Débat fiscal pour les élections de 2022 : il va y avoir du sport !
La campagne électorale de 2022 s’est engagée sous de biens mauvais auspices lors de la rentrée politique de septembre 2021. Les premières promesses électorales (révoltantes ou extravagantes, c’est selon) concernant la fiscalité sont tombées. À n’en pas douter, d’autres suivront : on peut souhaiter qu’elles soient plus intéressantes…

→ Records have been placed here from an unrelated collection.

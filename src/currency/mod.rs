// ============================================================================
// Currency Module
// Currency values, the registry, and the minting pipeline
// ============================================================================

#[allow(clippy::module_inception)]
mod currency;
mod datum;
mod mint;
mod registry;

pub use currency::Currency;
pub use datum::Datum;
pub(crate) use mint::whole_units;
pub use mint::{heal_float, heal_float32, quantize_to_denominator, MintInput, MintOptions};
pub use registry::{CurrencyCode, CurrencySet};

L’impôt sur le revenu progressif et les droits de succession et de donation visés
Eric Ciotti, candidat à la primaire de LR, et Marine Le Pen, qu’on ne présente plus, ont tiré les premiers. En jouant sur le même terrain… Eric Ciotti veut remplacer l’impôt sur le revenu progressif par une « flat tax », soit un impôt proportionnel sur les revenus. Il veut aussi alléger les droits de succession et de donation. Une proposition partagée avec Marine Le Pen. Tous deux voulant baisser la « pression fiscale », mais sans rien dire des conséquences de leurs propositions, bien entendu...
Nous avons donc deux candidats des riches et des super-riches de plus ! Rappelons en effet que, si l’impôt sur le revenu est loin d’être parfait (du fait notamment des niches fiscales et de la flat tax, prélèvement forfaitaire unique), remplacer son barème progressif par un taux proportionnel constituerait une régression qui n’a aucun précédent depuis la création de l’impôt sur le revenu (voté en 1914 pour être appliqué en 1916). Quant à la suppression ou à la forte baisse des droits de donation et de succession (créé en 1791 au taux de 1 %, légèrement revalorisé en 1901 pour l’être davantage en 1920), elle nous renverrait elle aussi plus d’un siècle en arrière.

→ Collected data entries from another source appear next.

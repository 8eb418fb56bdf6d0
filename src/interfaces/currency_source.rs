// ============================================================================
// Currency Source Interface
// Defines the contract for frozen currency datasets
// ============================================================================

use crate::currency::Currency;
use crate::error::MoneyResult;

#[cfg(feature = "serde")]
use crate::error::MoneyError;

/// A producer of currency records, consumed once when a registry is built.
///
/// Records carry every field; values that are not known use
/// [`Datum::Unknown`](crate::currency::Datum::Unknown), which is distinct
/// from [`Datum::NotApplicable`](crate::currency::Datum::NotApplicable).
/// Registry construction validates the records, so sources do not have to.
pub trait CurrencySource: Send + Sync {
    /// Short label used in log output
    fn name(&self) -> &str;

    /// Produce the full record set
    fn currencies(&self) -> MoneyResult<Vec<Currency>>;
}

/// In-memory records, mainly for custom registries and tests
#[derive(Debug, Clone, Default)]
pub struct StaticSource {
    records: Vec<Currency>,
}

impl StaticSource {
    pub fn new(records: Vec<Currency>) -> Self {
        Self { records }
    }
}

impl CurrencySource for StaticSource {
    fn name(&self) -> &str {
        "static"
    }

    fn currencies(&self) -> MoneyResult<Vec<Currency>> {
        Ok(self.records.clone())
    }
}

/// Records encoded as a JSON array of currencies.
///
/// ```json
/// [{"code_alpha3": "EUR", "code_num": 978,
///   "minor_unit_denominator": {"known": 100}, "name": {"known": "Euro"},
///   "entities": ["DE", "FR"], "approx_active_from": {"known": "1999-01-01"},
///   "approx_active_until": "not_applicable"}]
/// ```
#[cfg(feature = "serde")]
#[derive(Debug, Clone)]
pub struct JsonSource {
    text: String,
}

#[cfg(feature = "serde")]
impl JsonSource {
    pub fn new(text: impl Into<String>) -> Self {
        Self { text: text.into() }
    }
}

#[cfg(feature = "serde")]
impl CurrencySource for JsonSource {
    fn name(&self) -> &str {
        "json"
    }

    fn currencies(&self) -> MoneyResult<Vec<Currency>> {
        serde_json::from_str(&self.text).map_err(|e| MoneyError::InvalidDataset {
            dataset: self.name().to_string(),
            reason: e.to_string(),
        })
    }
}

Deux propositions dignes du 19ème siècle
Ces deux propositions, si elles étaient par malheur mises en œuvre, profiteraient aux hauts revenus et aux patrimoines suffisamment importants pour être imposés, soit à une minorité aisée : les riches en sortiraient grands gagnants. Les inégalités de revenus et de patrimoines, qui augmentent déjà, connaîtraient une hausse sans précédent. On assisterait alors à une concentration de la richesse inédite qui se rapprocherait de ce qui existait au 19ème siècle et au début du 20ème siècle, soit avant la création de l’impôt sur le revenu et des droits de donation et de succession. Une contre-révolution conservatrice en somme, et tout cela au nom de la modernité et des classes moyennes (on est prié de ne pas rire).

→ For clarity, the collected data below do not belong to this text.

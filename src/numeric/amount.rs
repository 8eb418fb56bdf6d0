// ============================================================================
// Decimal Amount
// Decimal number with signed infinities and NaNs, evaluated under a Context
// ============================================================================

use super::context::{Context, Rounding};
use super::errors::{Signal, Signals};
use crate::error::{MoneyError, MoneyResult};
use rust_decimal::prelude::ToPrimitive;
use rust_decimal::Decimal;
use std::cmp::Ordering;
use std::fmt;
use std::str::FromStr;

/// A decimal value as used for money amounts and plain scalars.
///
/// Finite values keep their scale (`1.50` and `1.5` compare equal but have
/// different exponents). Infinities and NaNs are ordinary values that
/// propagate through arithmetic; a signaling NaN raises
/// [`Signal::InvalidOperation`] when it is used as an operand.
///
/// # Example
/// ```
/// use moneymint::numeric::{Amount, Context};
///
/// let ctx = Context::default();
/// let a: Amount = "100.10".parse()?;
/// let b: Amount = "0.90".parse()?;
/// assert_eq!(a.add(b, &ctx)?, Amount::from(101));
/// # Ok::<_, moneymint::MoneyError>(())
/// ```
#[derive(Debug, Clone, Copy)]
pub enum Amount {
    Finite(Decimal),
    Infinite { negative: bool },
    NaN { signaling: bool },
}

// ============================================================================
// Helpers
// ============================================================================

/// Largest scale (and smallest exponent) a coefficient can carry
const MAX_SCALE: u32 = 28;

/// Number of decimal digits in the coefficient (at least 1)
fn coefficient_digits(value: Decimal) -> u32 {
    match value.mantissa().unsigned_abs() {
        0 => 1,
        m => m.ilog10() + 1,
    }
}

/// 10^exp as a decimal, `None` when it does not fit
fn pow10(exp: u32) -> Option<Decimal> {
    if exp > MAX_SCALE {
        return None;
    }
    Decimal::try_from_i128_with_scale(10i128.pow(exp), 0).ok()
}

/// 10^exp for a possibly negative exponent
fn pow10_signed(exp: i32) -> Option<Decimal> {
    if exp < 0 {
        let scale = exp.unsigned_abs();
        (scale <= MAX_SCALE).then(|| Decimal::new(1, scale))
    } else {
        pow10(exp as u32)
    }
}

/// Multiply without any rounding, `None` if the exact product does not fit
fn exact_product(a: Decimal, b: Decimal) -> Option<Decimal> {
    let scale = a.scale() + b.scale();
    if scale > MAX_SCALE {
        return None;
    }
    let mantissa = a.mantissa().checked_mul(b.mantissa())?;
    Decimal::try_from_i128_with_scale(mantissa, scale).ok()
}

/// Round `value` to a multiple of 10^exp. `None` on overflow.
fn round_to_exponent(value: Decimal, exp: i32, rounding: Rounding) -> Option<Decimal> {
    if exp <= 0 {
        let dp = exp.unsigned_abs();
        if dp > MAX_SCALE {
            return None;
        }
        let mut rounded = rounding.round_dp(value, dp);
        rounded.rescale(dp);
        Some(rounded)
    } else {
        let factor = pow10(exp as u32)?;
        let scaled = value.checked_div(factor)?;
        rounding.round_dp(scaled, 0).checked_mul(factor)
    }
}

/// Exact quotient truncated toward zero, with the matching remainder
fn integer_quotient(x: Decimal, y: Decimal) -> Option<(Decimal, Decimal)> {
    let remainder = x.checked_rem(y)?;
    let quotient = x.checked_sub(remainder)?.checked_div(y)?.trunc();
    Some((quotient, remainder))
}

/// Round a finite result to the context precision.
fn fit(value: Decimal, ctx: &Context, raised: &mut Signals) -> Amount {
    let digits = coefficient_digits(value);
    if digits <= ctx.precision {
        return Amount::Finite(value);
    }

    let drop = digits - ctx.precision;
    let scale = value.scale();
    let rounded = if scale >= drop {
        Some(ctx.rounding.round_dp(value, scale - drop))
    } else {
        round_to_exponent(value, (drop - scale) as i32, ctx.rounding)
    };

    raised.insert(Signal::Rounded);
    match rounded {
        Some(r) => {
            if r != value {
                raised.insert(Signal::Inexact);
            }
            // 9.99 -> 10.0 gains a digit; the trailing zero carries no value
            if coefficient_digits(r) > ctx.precision {
                Amount::Finite(r.normalize())
            } else {
                Amount::Finite(r)
            }
        },
        None => overflow(value.is_sign_negative(), raised),
    }
}

fn overflow(negative: bool, raised: &mut Signals) -> Amount {
    raised.insert(Signal::Overflow);
    raised.insert(Signal::Inexact);
    raised.insert(Signal::Rounded);
    Amount::Infinite { negative }
}

/// Accumulates the signals raised while evaluating one operation.
struct Eval<'a> {
    ctx: &'a Context,
    raised: Signals,
}

impl<'a> Eval<'a> {
    /// Rejects an out-of-range precision before any digit arithmetic
    fn new(ctx: &'a Context) -> MoneyResult<Self> {
        ctx.validate()?;
        Ok(Self {
            ctx,
            raised: Signals::EMPTY,
        })
    }

    fn invalid(&mut self) -> Amount {
        self.raised.insert(Signal::InvalidOperation);
        Amount::NAN
    }

    fn division_by_zero(&mut self, negative: bool) -> Amount {
        self.raised.insert(Signal::DivisionByZero);
        Amount::Infinite { negative }
    }

    fn overflow(&mut self, negative: bool) -> Amount {
        overflow(negative, &mut self.raised)
    }

    fn inexact(&mut self) {
        self.raised.insert(Signal::Inexact);
        self.raised.insert(Signal::Rounded);
    }

    fn fit(&mut self, value: Decimal) -> Amount {
        fit(value, self.ctx, &mut self.raised)
    }

    /// Quiet NaN result if any operand is a NaN; signaling NaNs also raise
    fn nan(&mut self, operands: &[Amount]) -> Option<Amount> {
        let mut result = None;
        for operand in operands {
            if let Amount::NaN { signaling } = operand {
                if *signaling {
                    self.raised.insert(Signal::InvalidOperation);
                }
                result = Some(Amount::NAN);
            }
        }
        result
    }

    fn finish(self, value: Amount) -> MoneyResult<Amount> {
        self.ctx.check(self.raised)?;
        Ok(value)
    }
}

// ============================================================================
// Construction and Accessors
// ============================================================================

impl Amount {
    pub const ZERO: Self = Self::Finite(Decimal::ZERO);
    pub const ONE: Self = Self::Finite(Decimal::ONE);
    pub const INFINITY: Self = Self::Infinite { negative: false };
    pub const NEG_INFINITY: Self = Self::Infinite { negative: true };
    pub const NAN: Self = Self::NaN { signaling: false };
    pub const SNAN: Self = Self::NaN { signaling: true };

    /// The finite value, if any.
    #[inline]
    pub fn as_decimal(self) -> Option<Decimal> {
        match self {
            Amount::Finite(d) => Some(d),
            _ => None,
        }
    }

    /// Exponent of a finite value (`-scale`).
    #[inline]
    pub fn exponent(self) -> Option<i32> {
        self.as_decimal().map(|d| -(d.scale() as i32))
    }

    /// Exponent of the most significant digit: `123.45` gives 2, `0.012`
    /// gives -2.
    pub fn adjusted(self) -> Option<i32> {
        self.as_decimal()
            .map(|d| coefficient_digits(d) as i32 - 1 - d.scale() as i32)
    }

    #[inline]
    pub fn is_finite(self) -> bool {
        matches!(self, Amount::Finite(_))
    }

    #[inline]
    pub fn is_infinite(self) -> bool {
        matches!(self, Amount::Infinite { .. })
    }

    #[inline]
    pub fn is_nan(self) -> bool {
        matches!(self, Amount::NaN { .. })
    }

    #[inline]
    pub fn is_qnan(self) -> bool {
        matches!(self, Amount::NaN { signaling: false })
    }

    #[inline]
    pub fn is_snan(self) -> bool {
        matches!(self, Amount::NaN { signaling: true })
    }

    /// True when the sign bit is set (including `-0` and `-Infinity`).
    #[inline]
    pub fn is_signed(self) -> bool {
        match self {
            Amount::Finite(d) => d.is_sign_negative(),
            Amount::Infinite { negative } => negative,
            Amount::NaN { .. } => false,
        }
    }

    #[inline]
    pub fn is_zero(self) -> bool {
        matches!(self, Amount::Finite(d) if d.is_zero())
    }

    /// Integer value of a finite amount, `None` when it has a fractional part
    /// or does not fit.
    pub(crate) fn as_integer(self) -> Option<i64> {
        match self {
            Amount::Finite(d) if d.fract().is_zero() => d.to_i64(),
            _ => None,
        }
    }

    /// Truncate toward zero and convert to an integer.
    ///
    /// # Errors
    /// `Overflow` for infinities or values out of range, `InvalidOperation`
    /// for NaNs.
    pub fn to_i128(self) -> MoneyResult<i128> {
        match self {
            Amount::Finite(d) => d.trunc().to_i128().ok_or(Signal::Overflow.into()),
            Amount::Infinite { .. } => Err(Signal::Overflow.into()),
            Amount::NaN { .. } => Err(Signal::InvalidOperation.into()),
        }
    }

    /// Nearest binary float. Lossy by nature; for display and interop only.
    pub fn to_f64(self) -> f64 {
        match self {
            Amount::Finite(d) => d.to_f64().unwrap_or(f64::NAN),
            Amount::Infinite { negative: false } => f64::INFINITY,
            Amount::Infinite { negative: true } => f64::NEG_INFINITY,
            Amount::NaN { .. } => f64::NAN,
        }
    }
}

Car les classes moyennes comme les plus pauvres ne connaîtraient aucune baisse d’impôt, voire même subiraient une hausse en matière d’impôt sur le revenu. Comment cela s’explique-t-il ? Rappelons que plus de la moitié des contribuables ne paient pas l’impôt sur le revenu, essentiellement du fait de revenus trop faibles… Par ailleurs, le taux réel d’imposition moyen des revenus de l’ensemble des contribuables imposés est inférieur à 10 %. Il ne faut pas être un grand mathématicien pour prévoir d’une part, que les plus riches verraient leur impôt chuter fortement et d’autre part, qu’une large majorité n’économiserait rien, voire serait pénalisée par l’application d’un taux proportionnel potentiellement plus élevé que celui qu’il connaît actuellement (un pauvre et un riche aurait alors le même taux d’imposition des revenus) ce qui ferait baisser leur revenu disponible ! Il est peu probable que dans l’esprit d’Eric Ciotti, la flat tax épargne les contribuables aujourd’hui non imposables et que son taux soit inférieur à 10 %… Certes, la pression fiscale devait baisser de manière globale mais cette baisse serait réservée aux plus riches.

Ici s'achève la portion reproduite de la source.